Gold, Silver, and Dry Powder


There are a couple of  differences between silver and gold  that may have an effect on the prices in the next few months. Both metals appreciate when people become less confident in currencies and more fearful of governments, but silver may have  some  particular advantages when people get really scared. It is cheaper. If people with more modest incomes and portfolios get worried enough to want to own some metals, they will find they can buy a little silver here and there for less money than even a small gold coin. Also silver can be and traditionally has been used instead of gold for small and day to day transactions.  People in the late 19th and early 20th centuries  usually did not buy groceries, work shirts, or lunches with twenty or even five dollar gold pieces. They  used silver dimes, quarters, halves, and, for bigger purchases, dollars.

If more people get more concerned  - perhaps by a big monetary crisis in Europe or if Obama were  re-elected – there may be vigorous or even frantic demand for silver as a possible currency of last resort for ordinary expenses. Gold and silver could both go up in prices, but silver might go up faster. If there is some movement toward economic and political sanity – say an Obama defeat and a decline in government spending – silver might go down faster than gold as its fear premium faded and smaller investors lost interest. My  guess is that whatever happens in the next year, silver will move faster  than gold.

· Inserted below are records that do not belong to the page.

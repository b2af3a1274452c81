use std::fmt;

use chrono::{DateTime, Utc};
use serde::{Deserialize, Serialize};

use crate::error::MalformedOrder;
use crate::inventory::{InventoryKey, ProductId};

/// Opaque order identifier, assigned by the storefront at creation.
#[derive(Debug, Clone, PartialEq, Eq, Hash, Serialize, Deserialize)]
#[serde(transparent)]
pub struct OrderId(String);

impl OrderId {
    pub fn new(id: impl Into<String>) -> Self {
        Self(id.into())
    }

    pub fn as_str(&self) -> &str {
        &self.0
    }
}

impl From<String> for OrderId {
    fn from(id: String) -> Self {
        Self(id)
    }
}

impl fmt::Display for OrderId {
    fn fmt(&self, f: &mut fmt::Formatter<'_>) -> fmt::Result {
        f.write_str(&self.0)
    }
}

/// Order-created event payload, as published when the storefront persists a
/// new order. Delivery is at least once; the engine tolerates duplicates.
#[derive(Debug, Clone, PartialEq, Serialize, Deserialize)]
#[serde(rename_all = "camelCase")]
pub struct OrderCreated {
    pub order_id: OrderId,
    pub items: Vec<LineItem>,
}

/// One product+quantity entry within an order.
#[derive(Debug, Clone, PartialEq, Serialize, Deserialize)]
#[serde(rename_all = "camelCase")]
pub struct LineItem {
    pub product_id: ProductId,
    #[serde(default, skip_serializing_if = "Option::is_none")]
    pub variant_key: Option<String>,
    pub quantity: u32,
    /// Human-readable name some storefront clients still attach. Carried for
    /// decoding compatibility, never used to resolve inventory.
    #[serde(default, skip_serializing_if = "Option::is_none")]
    pub display_name_hint: Option<String>,
}

impl LineItem {
    pub fn inventory_key(&self) -> InventoryKey {
        InventoryKey::new(self.product_id.clone(), self.variant_key.clone())
    }
}

#[derive(Debug, Clone, Copy, PartialEq, Eq, Serialize, Deserialize)]
#[serde(rename_all = "camelCase")]
pub enum OrderStatus {
    Pending,
    Reconciled,
    PartiallyFailed,
    Failed,
}

impl OrderStatus {
    /// Terminal statuses are never revisited; reconciliation runs at most
    /// once per order.
    pub fn is_terminal(self) -> bool {
        !matches!(self, OrderStatus::Pending)
    }
}

/// The order store's projection of an order, as read by the idempotency
/// guard.
#[derive(Debug, Clone, PartialEq)]
pub struct OrderRecord {
    pub order_id: OrderId,
    pub status: OrderStatus,
    pub reconciled_at: Option<DateTime<Utc>>,
}

/// Per-item result of one reconciliation pass.
#[derive(Debug, Clone, PartialEq, Eq, Serialize, Deserialize)]
#[serde(tag = "kind", rename_all = "camelCase")]
pub enum ItemOutcome {
    /// Stock decremented, sales counter bumped, audit entry appended.
    #[serde(rename_all = "camelCase")]
    Applied { previous_stock: u32, new_stock: u32 },
    /// Requested quantity exceeds what is on hand; nothing changed.
    #[serde(rename_all = "camelCase")]
    InsufficientStock { requested: u32, available: u32 },
    /// No inventory record for the resolved key; nothing changed.
    RecordNotFound,
}

impl ItemOutcome {
    pub fn is_applied(&self) -> bool {
        matches!(self, ItemOutcome::Applied { .. })
    }
}

/// What happened to one line item, attached to the finalized order for
/// manual review.
#[derive(Debug, Clone, PartialEq, Serialize, Deserialize)]
#[serde(rename_all = "camelCase")]
pub struct ItemReconciliation {
    pub key: InventoryKey,
    pub quantity: u32,
    pub outcome: ItemOutcome,
}

/// Everything one invocation decided about an order, persisted at
/// finalization.
#[derive(Debug, Clone, PartialEq, Serialize, Deserialize)]
#[serde(rename_all = "camelCase")]
pub struct ReconciliationReport {
    pub order_id: OrderId,
    pub status: OrderStatus,
    pub items: Vec<ItemReconciliation>,
    #[serde(default, skip_serializing_if = "Option::is_none")]
    pub malformed: Option<MalformedOrder>,
    pub reconciled_at: DateTime<Utc>,
}

impl ReconciliationReport {
    /// Derive the terminal status from the per-item outcomes: all applied is
    /// `Reconciled`, none applied is `Failed`, anything else is
    /// `PartiallyFailed`.
    pub fn aggregate(
        order_id: OrderId,
        items: Vec<ItemReconciliation>,
        reconciled_at: DateTime<Utc>,
    ) -> Self {
        let applied = items.iter().filter(|item| item.outcome.is_applied()).count();
        let status = if applied == items.len() {
            OrderStatus::Reconciled
        } else if applied == 0 {
            OrderStatus::Failed
        } else {
            OrderStatus::PartiallyFailed
        };
        Self {
            order_id,
            status,
            items,
            malformed: None,
            reconciled_at,
        }
    }

    /// Report for an order rejected before any item was touched.
    pub fn malformed(
        order_id: OrderId,
        fault: MalformedOrder,
        reconciled_at: DateTime<Utc>,
    ) -> Self {
        Self {
            order_id,
            status: OrderStatus::Failed,
            items: Vec::new(),
            malformed: Some(fault),
            reconciled_at,
        }
    }
}
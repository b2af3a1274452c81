use std::sync::Arc;

use reconciler_core::{
    InventoryKey, ItemOutcome, LineItem, MalformedOrder, MemoryStore, OrderCreated, OrderId,
    OrderStatus, ProductId, ReconcileError, Reconciliation, ReconciliationEngine, StockChangeReason,
    StoreError,
};

fn setup() -> (Arc<MemoryStore>, ReconciliationEngine<MemoryStore>) {
    let store = Arc::new(MemoryStore::new());
    let engine = ReconciliationEngine::new(store.clone());
    (store, engine)
}

fn item(product: &str, quantity: u32) -> LineItem {
    LineItem {
        product_id: ProductId::new(product),
        variant_key: None,
        quantity,
        display_name_hint: None,
    }
}

fn variant_item(product: &str, variant: &str, quantity: u32) -> LineItem {
    LineItem {
        product_id: ProductId::new(product),
        variant_key: Some(variant.to_string()),
        quantity,
        display_name_hint: None,
    }
}

fn order(id: &str, items: Vec<LineItem>) -> OrderCreated {
    OrderCreated {
        order_id: OrderId::new(id),
        items,
    }
}

fn key(product: &str) -> InventoryKey {
    InventoryKey::new(ProductId::new(product), None)
}

fn variant_key(product: &str, variant: &str) -> InventoryKey {
    InventoryKey::new(ProductId::new(product), Some(variant.to_string()))
}

fn finalized(result: Reconciliation) -> reconciler_core::ReconciliationReport {
    match result {
        Reconciliation::Finalized(report) => report,
        Reconciliation::AlreadyFinalized(status) => {
            panic!("expected a fresh finalization, order was already {status:?}")
        }
    }
}

#[tokio::test]
async fn applies_single_item_and_records_audit() {
    let (store, engine) = setup();
    store.insert_order(OrderId::new("O1"));
    store.seed_stock(&key("P1"), 5);

    // The hint names something else entirely; resolution must ignore it.
    let mut line = item("P1", 2);
    line.display_name_hint = Some("Deluxe Gift Box (Large)".to_string());
    let report = finalized(engine.reconcile(&order("O1", vec![line])).await.unwrap());

    assert_eq!(report.status, OrderStatus::Reconciled);
    assert_eq!(store.stock_of(&key("P1")), Some(3));
    assert_eq!(store.sales_of(&ProductId::new("P1")), 2);

    let audit = store.audit_entries();
    assert_eq!(audit.len(), 1);
    assert_eq!(audit[0].quantity_delta, -2);
    assert_eq!(audit[0].previous_stock, 5);
    assert_eq!(audit[0].new_stock, 3);
    assert_eq!(audit[0].reason, StockChangeReason::Sale);
    assert_eq!(audit[0].order_id, OrderId::new("O1"));

    let record = store.order(&OrderId::new("O1")).unwrap();
    assert_eq!(record.status, OrderStatus::Reconciled);
    assert!(record.reconciled_at.is_some());
}

#[tokio::test]
async fn insufficient_stock_leaves_everything_untouched() {
    let (store, engine) = setup();
    store.insert_order(OrderId::new("O2"));
    store.seed_stock(&key("P2"), 1);

    let report = finalized(
        engine
            .reconcile(&order("O2", vec![item("P2", 10)]))
            .await
            .unwrap(),
    );

    assert_eq!(report.status, OrderStatus::Failed);
    assert_eq!(
        report.items[0].outcome,
        ItemOutcome::InsufficientStock {
            requested: 10,
            available: 1
        }
    );
    assert_eq!(store.stock_of(&key("P2")), Some(1));
    assert_eq!(store.sales_of(&ProductId::new("P2")), 0);
    assert!(store.audit_entries().is_empty());
}

#[tokio::test]
async fn partial_progress_commits_independent_items() {
    let (store, engine) = setup();
    store.insert_order(OrderId::new("O3"));
    store.seed_stock(&key("A"), 5);
    store.seed_stock(&key("B"), 1);

    let report = finalized(
        engine
            .reconcile(&order("O3", vec![item("A", 2), item("B", 10)]))
            .await
            .unwrap(),
    );

    assert_eq!(report.status, OrderStatus::PartiallyFailed);
    assert_eq!(store.stock_of(&key("A")), Some(3));
    assert_eq!(store.stock_of(&key("B")), Some(1));
    assert_eq!(store.sales_of(&ProductId::new("A")), 2);
    assert_eq!(store.sales_of(&ProductId::new("B")), 0);
    assert_eq!(store.audit_entries().len(), 1);
}

#[tokio::test]
async fn missing_record_is_a_per_item_failure_not_an_abort() {
    let (store, engine) = setup();
    store.insert_order(OrderId::new("O4"));
    store.seed_stock(&key("A"), 5);

    let report = finalized(
        engine
            .reconcile(&order("O4", vec![item("ghost", 1), item("A", 1)]))
            .await
            .unwrap(),
    );

    assert_eq!(report.status, OrderStatus::PartiallyFailed);
    assert_eq!(report.items[0].outcome, ItemOutcome::RecordNotFound);
    assert!(report.items[1].outcome.is_applied());
    assert_eq!(store.stock_of(&key("A")), Some(4));
}

#[tokio::test]
async fn empty_order_is_finalized_as_failed() {
    let (store, engine) = setup();
    store.insert_order(OrderId::new("O5"));

    let report = finalized(engine.reconcile(&order("O5", vec![])).await.unwrap());

    assert_eq!(report.status, OrderStatus::Failed);
    assert_eq!(report.malformed, Some(MalformedOrder::NoItems));
    assert!(store.audit_entries().is_empty());
    assert!(store.order(&OrderId::new("O5")).unwrap().status.is_terminal());
}

#[tokio::test]
async fn zero_quantity_item_rejects_the_whole_order() {
    let (store, engine) = setup();
    store.insert_order(OrderId::new("O6"));
    store.seed_stock(&key("P1"), 5);

    let report = finalized(
        engine
            .reconcile(&order("O6", vec![item("P1", 0), item("P1", 1)]))
            .await
            .unwrap(),
    );

    assert_eq!(report.status, OrderStatus::Failed);
    assert_eq!(report.malformed, Some(MalformedOrder::ZeroQuantity { index: 0 }));
    // Nothing was applied, not even the well-formed item.
    assert_eq!(store.stock_of(&key("P1")), Some(5));
    assert!(store.audit_entries().is_empty());
}

#[tokio::test]
async fn reinvocation_of_a_finalized_order_is_a_noop() {
    let (store, engine) = setup();
    store.insert_order(OrderId::new("O1"));
    store.seed_stock(&key("P1"), 5);
    let trigger = order("O1", vec![item("P1", 2)]);

    let first = engine.reconcile(&trigger).await.unwrap();
    assert!(matches!(first, Reconciliation::Finalized(_)));

    let second = engine.reconcile(&trigger).await.unwrap();
    assert_eq!(
        second,
        Reconciliation::AlreadyFinalized(OrderStatus::Reconciled)
    );
    assert_eq!(store.stock_of(&key("P1")), Some(3));
    assert_eq!(store.audit_entries().len(), 1);
    assert_eq!(store.sales_of(&ProductId::new("P1")), 2);
}

#[tokio::test]
async fn concurrent_duplicate_deliveries_decrement_once() {
    let store = Arc::new(MemoryStore::new());
    store.insert_order(OrderId::new("O1"));
    store.seed_stock(&key("P1"), 5);
    let trigger = order("O1", vec![item("P1", 2)]);

    let mut handles = Vec::new();
    for _ in 0..2 {
        let engine = ReconciliationEngine::new(store.clone());
        let trigger = trigger.clone();
        handles.push(tokio::spawn(
            async move { engine.reconcile(&trigger).await },
        ));
    }
    for handle in handles {
        handle.await.unwrap().unwrap();
    }

    assert_eq!(store.stock_of(&key("P1")), Some(3));
    assert_eq!(store.audit_entries().len(), 1);
    assert_eq!(store.sales_of(&ProductId::new("P1")), 2);
    assert_eq!(
        store.order(&OrderId::new("O1")).unwrap().status,
        OrderStatus::Reconciled
    );
}

#[tokio::test]
async fn concurrent_orders_never_oversell() {
    let store = Arc::new(MemoryStore::new());
    store.seed_stock(&key("P1"), 10);

    let mut handles = Vec::new();
    for n in 0..8 {
        let order_id = format!("O{n}");
        store.insert_order(OrderId::new(order_id.clone()));
        let engine = ReconciliationEngine::new(store.clone());
        handles.push(tokio::spawn(async move {
            engine.reconcile(&order(&order_id, vec![item("P1", 3)])).await
        }));
    }

    let mut applied = 0;
    for handle in handles {
        let report = finalized(handle.await.unwrap().unwrap());
        if report.status == OrderStatus::Reconciled {
            applied += 1;
        } else {
            assert_eq!(report.status, OrderStatus::Failed);
        }
    }

    // 10 units serve exactly three orders of three; the fourth sees 1 left.
    assert_eq!(applied, 3);
    assert_eq!(store.stock_of(&key("P1")), Some(1));
    assert_eq!(store.sales_of(&ProductId::new("P1")), 9);

    let audit = store.audit_entries();
    assert_eq!(audit.len(), 3);
    let decremented: i64 = audit.iter().map(|entry| -entry.quantity_delta).sum();
    assert_eq!(decremented, 9);
}

#[tokio::test]
async fn transient_store_error_propagates_and_retry_succeeds() {
    let (store, engine) = setup();
    store.insert_order(OrderId::new("O1"));
    store.seed_stock(&key("P1"), 5);
    let trigger = order("O1", vec![item("P1", 2)]);

    store.set_unavailable(true);
    let err = engine.reconcile(&trigger).await.unwrap_err();
    assert!(matches!(
        err,
        ReconcileError::Store(StoreError::Unavailable(_))
    ));
    assert!(store.audit_entries().is_empty());

    // Redelivery after the store recovers completes normally.
    store.set_unavailable(false);
    let report = finalized(engine.reconcile(&trigger).await.unwrap());
    assert_eq!(report.status, OrderStatus::Reconciled);
    assert_eq!(store.stock_of(&key("P1")), Some(3));
}

#[tokio::test]
async fn variants_are_distinct_records_sharing_one_sales_counter() {
    let (store, engine) = setup();
    store.insert_order(OrderId::new("O1"));
    store.seed_stock(&variant_key("P1", "small"), 5);
    store.seed_stock(&variant_key("P1", "large"), 5);

    let report = finalized(
        engine
            .reconcile(&order(
                "O1",
                vec![
                    variant_item("P1", "small", 1),
                    variant_item("P1", "large", 2),
                ],
            ))
            .await
            .unwrap(),
    );

    assert_eq!(report.status, OrderStatus::Reconciled);
    assert_eq!(store.stock_of(&variant_key("P1", "small")), Some(4));
    assert_eq!(store.stock_of(&variant_key("P1", "large")), Some(3));
    assert_eq!(store.sales_of(&ProductId::new("P1")), 3);
    assert_eq!(store.audit_entries().len(), 2);
}

#[tokio::test]
async fn order_missing_from_store_is_an_invocation_error() {
    let (_store, engine) = setup();

    let err = engine
        .reconcile(&order("unknown", vec![item("P1", 1)]))
        .await
        .unwrap_err();
    assert!(matches!(err, ReconcileError::OrderNotFound(_)));
}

Irrespective of my guess a person should own some of each. They are part of a diversified portfolio and these days, more than at any time since  January of 1981, they  have important value as insurance. In many ways we have been replaying the disastrous 1970’s with Bush as Nixon and Obama as Carter.  The nation was spared a second Carter term by Reagan’s victory in 1980. We do not know now if we will be so lucky again. One should imagine how bad things would have gotten in a second Carter administration and recall that Obama’s record, associates, ideology, and predilections are if anything worse than Carter’s were in 1980. That should make the case for holding some gold and silver as insurance fairly strongly. They are some of the powder we all should be keeping dry.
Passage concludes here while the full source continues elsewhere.